Assignment:
Reproduce all records exactly.

Collected data:
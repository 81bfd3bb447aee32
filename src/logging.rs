//! Logging configuration for table-insight.
//!
//! The pipeline is a batch job whose real output goes to a file, so logs
//! always go to stderr.

use tracing_subscriber::EnvFilter;

/// Default filter when `RUST_LOG` is not set.
const DEFAULT_FILTER: &str = "info";

/// Initializes logging to stderr.
///
/// Honors `RUST_LOG`, falling back to `info`.
pub fn init_stderr_logging() {
    tracing_subscriber::fmt()
        .with_env_filter(env_filter())
        .with_writer(std::io::stderr)
        .init();
}

fn env_filter() -> EnvFilter {
    EnvFilter::try_from_default_env().unwrap_or_else(|_| EnvFilter::new(DEFAULT_FILTER))
}

/// Returns a copy of a connection URL with any password replaced, safe for logs.
///
/// Strings that are not URLs are returned unchanged.
pub fn redact_url(raw: &str) -> String {
    match url::Url::parse(raw) {
        Ok(mut url) => {
            if url.password().is_some() {
                let _ = url.set_password(Some("****"));
            }
            url.to_string()
        }
        Err(_) => raw.to_string(),
    }
}
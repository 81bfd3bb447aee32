//! Integration tests for table-insight.

pub mod http_test;
pub mod support;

The completed task:
repository 81bfd3bb447aee32
filename src/logging.rs
//! Logging configuration for table-insight.
//!
//! The pipeline is a batch job whose real output goes to a file, so logs
//! always go to stderr.

use tracing_subscriber::EnvFilter;

/// Default filter when `RUST_LOG` is not set.
const DEFAULT_FILTER: &str = "info";

/// Initializes logging to stderr.
///
/// Honors `RUST_LOG`, falling back to `info`.
pub fn init_stderr_logging() {
    tracing_subscriber::fmt()
        .with_env_filter(env_filter())
        .with_writer(std::io::stderr)
        .init();
}

fn env_filter() -> EnvFilter {
    EnvFilter::try_from_default_env().unwrap_or_else(|_| EnvFilter::new(DEFAULT_FILTER))
}

/// Returns a copy of a connection URL with any password replaced, safe for logs.
///
/// Strings that are not URLs are returned unchanged.
pub fn redact_url(raw: &str) -> String {
    match url::Url::parse(raw) {
        Ok(mut url) => {
            if url.password().is_some() {
                let _ = url.set_password(Some("****"));
            }
            url.to_string()
        }
        Err(_) => raw.to_string(),
    }
}
repository 81bfd3bb447aee32
//! Integration tests for table-insight.

pub mod http_test;
pub mod support;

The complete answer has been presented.